(Saved data entries)
*****

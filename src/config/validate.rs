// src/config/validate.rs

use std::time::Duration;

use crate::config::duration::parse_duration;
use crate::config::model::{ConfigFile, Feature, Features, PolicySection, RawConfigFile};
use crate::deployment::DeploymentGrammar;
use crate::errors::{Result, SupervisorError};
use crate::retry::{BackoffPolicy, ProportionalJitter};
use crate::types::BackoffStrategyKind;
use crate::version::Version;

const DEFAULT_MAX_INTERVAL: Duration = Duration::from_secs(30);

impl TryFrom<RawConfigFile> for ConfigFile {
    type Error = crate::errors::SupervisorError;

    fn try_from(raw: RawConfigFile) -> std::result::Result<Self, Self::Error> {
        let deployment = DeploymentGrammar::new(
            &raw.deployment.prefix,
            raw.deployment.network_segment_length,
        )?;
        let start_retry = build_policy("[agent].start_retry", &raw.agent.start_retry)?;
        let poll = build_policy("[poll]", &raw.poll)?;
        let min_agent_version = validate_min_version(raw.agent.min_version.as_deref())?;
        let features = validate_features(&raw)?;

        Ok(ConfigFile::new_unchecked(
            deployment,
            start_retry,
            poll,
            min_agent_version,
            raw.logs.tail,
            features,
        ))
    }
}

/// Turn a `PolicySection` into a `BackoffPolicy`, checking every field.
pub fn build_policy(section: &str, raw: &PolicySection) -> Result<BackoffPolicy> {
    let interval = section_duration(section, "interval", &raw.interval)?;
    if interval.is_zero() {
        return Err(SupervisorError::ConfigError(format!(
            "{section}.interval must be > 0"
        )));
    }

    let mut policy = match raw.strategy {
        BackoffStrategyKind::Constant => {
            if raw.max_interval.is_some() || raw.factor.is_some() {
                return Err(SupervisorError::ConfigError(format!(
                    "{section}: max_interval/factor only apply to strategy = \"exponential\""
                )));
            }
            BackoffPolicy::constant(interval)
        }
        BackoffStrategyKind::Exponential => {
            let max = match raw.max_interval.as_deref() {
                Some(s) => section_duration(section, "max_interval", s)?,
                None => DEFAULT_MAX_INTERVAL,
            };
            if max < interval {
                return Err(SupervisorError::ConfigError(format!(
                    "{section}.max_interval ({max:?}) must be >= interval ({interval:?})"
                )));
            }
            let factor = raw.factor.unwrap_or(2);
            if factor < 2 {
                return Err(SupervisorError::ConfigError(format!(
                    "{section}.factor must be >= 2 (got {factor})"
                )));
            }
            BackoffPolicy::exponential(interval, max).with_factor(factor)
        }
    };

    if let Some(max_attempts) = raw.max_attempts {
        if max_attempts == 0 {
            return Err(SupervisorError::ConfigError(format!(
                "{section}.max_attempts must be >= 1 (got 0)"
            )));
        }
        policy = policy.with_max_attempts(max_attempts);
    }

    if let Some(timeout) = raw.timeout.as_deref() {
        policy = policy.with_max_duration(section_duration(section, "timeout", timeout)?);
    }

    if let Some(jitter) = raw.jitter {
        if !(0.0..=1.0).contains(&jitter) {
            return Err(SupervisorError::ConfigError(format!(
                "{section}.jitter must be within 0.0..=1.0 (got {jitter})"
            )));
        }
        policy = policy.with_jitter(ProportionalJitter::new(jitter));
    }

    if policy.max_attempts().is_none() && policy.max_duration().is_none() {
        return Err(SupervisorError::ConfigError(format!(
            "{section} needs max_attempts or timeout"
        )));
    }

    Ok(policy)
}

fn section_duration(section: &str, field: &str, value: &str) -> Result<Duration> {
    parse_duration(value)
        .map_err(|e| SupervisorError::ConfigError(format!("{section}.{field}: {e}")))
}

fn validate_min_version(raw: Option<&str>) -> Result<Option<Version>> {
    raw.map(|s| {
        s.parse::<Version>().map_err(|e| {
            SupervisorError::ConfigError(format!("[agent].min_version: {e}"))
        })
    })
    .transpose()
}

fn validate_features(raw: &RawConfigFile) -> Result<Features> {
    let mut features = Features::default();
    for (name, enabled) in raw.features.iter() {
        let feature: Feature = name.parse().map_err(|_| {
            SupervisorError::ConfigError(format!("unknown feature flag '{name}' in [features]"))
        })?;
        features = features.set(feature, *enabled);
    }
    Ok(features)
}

*****

> _EXERCISE OBJECTIVE_
Please copy each record shown above exactly.

> _REPLY_
filename src/config/validate.rs
// src/config/validate.rs

use std::time::Duration;

use crate::config::duration::parse_duration;
use crate::config::model::{ConfigFile, Feature, Features, PolicySection, RawConfigFile};
use crate::deployment::DeploymentGrammar;
use crate::errors::{Result, SupervisorError};
use crate::retry::{BackoffPolicy, ProportionalJitter};
use crate::types::BackoffStrategyKind;
use crate::version::Version;

const DEFAULT_MAX_INTERVAL: Duration = Duration::from_secs(30);

impl TryFrom<RawConfigFile> for ConfigFile {
    type Error = crate::errors::SupervisorError;

    fn try_from(raw: RawConfigFile) -> std::result::Result<Self, Self::Error> {
        let deployment = DeploymentGrammar::new(
            &raw.deployment.prefix,
            raw.deployment.network_segment_length,
        )?;
        let start_retry = build_policy("[agent].start_retry", &raw.agent.start_retry)?;
        let poll = build_policy("[poll]", &raw.poll)?;
        let min_agent_version = validate_min_version(raw.agent.min_version.as_deref())?;
        let features = validate_features(&raw)?;

        Ok(ConfigFile::new_unchecked(
            deployment,
            start_retry,
            poll,
            min_agent_version,
            raw.logs.tail,
            features,
        ))
    }
}

/// Turn a `PolicySection` into a `BackoffPolicy`, checking every field.
pub fn build_policy(section: &str, raw: &PolicySection) -> Result<BackoffPolicy> {
    let interval = section_duration(section, "interval", &raw.interval)?;
    if interval.is_zero() {
        return Err(SupervisorError::ConfigError(format!(
            "{section}.interval must be > 0"
        )));
    }

    let mut policy = match raw.strategy {
        BackoffStrategyKind::Constant => {
            if raw.max_interval.is_some() || raw.factor.is_some() {
                return Err(SupervisorError::ConfigError(format!(
                    "{section}: max_interval/factor only apply to strategy = \"exponential\""
                )));
            }
            BackoffPolicy::constant(interval)
        }
        BackoffStrategyKind::Exponential => {
            let max = match raw.max_interval.as_deref() {
                Some(s) => section_duration(section, "max_interval", s)?,
                None => DEFAULT_MAX_INTERVAL,
            };
            if max < interval {
                return Err(SupervisorError::ConfigError(format!(
                    "{section}.max_interval ({max:?}) must be >= interval ({interval:?})"
                )));
            }
            let factor = raw.factor.unwrap_or(2);
            if factor < 2 {
                return Err(SupervisorError::ConfigError(format!(
                    "{section}.factor must be >= 2 (got {factor})"
                )));
            }
            BackoffPolicy::exponential(interval, max).with_factor(factor)
        }
    };

    if let Some(max_attempts) = raw.max_attempts {
        if max_attempts == 0 {
            return Err(SupervisorError::ConfigError(format!(
                "{section}.max_attempts must be >= 1 (got 0)"
            )));
        }
        policy = policy.with_max_attempts(max_attempts);
    }

    if let Some(timeout) = raw.timeout.as_deref() {
        policy = policy.with_max_duration(section_duration(section, "timeout", timeout)?);
    }

    if let Some(jitter) = raw.jitter {
        if !(0.0..=1.0).contains(&jitter) {
            return Err(SupervisorError::ConfigError(format!(
                "{section}.jitter must be within 0.0..=1.0 (got {jitter})"
            )));
        }
        policy = policy.with_jitter(ProportionalJitter::new(jitter));
    }

    if policy.max_attempts().is_none() && policy.max_duration().is_none() {
        return Err(SupervisorError::ConfigError(format!(
            "{section} needs max_attempts or timeout"
        )));
    }

    Ok(policy)
}

fn section_duration(section: &str, field: &str, value: &str) -> Result<Duration> {
    parse_duration(value)
        .map_err(|e| SupervisorError::ConfigError(format!("{section}.{field}: {e}")))
}

fn validate_min_version(raw: Option<&str>) -> Result<Option<Version>> {
    raw.map(|s| {
        s.parse::<Version>().map_err(|e| {
            SupervisorError::ConfigError(format!("[agent].min_version: {e}"))
        })
    })
    .transpose()
}

fn validate_features(raw: &RawConfigFile) -> Result<Features> {
    let mut features = Features::default();
    for (name, enabled) in raw.features.iter() {
        let feature: Feature = name.parse().map_err(|_| {
            SupervisorError::ConfigError(format!("unknown feature flag '{name}' in [features]"))
        })?;
        features = features.set(feature, *enabled);
    }
    Ok(features)
}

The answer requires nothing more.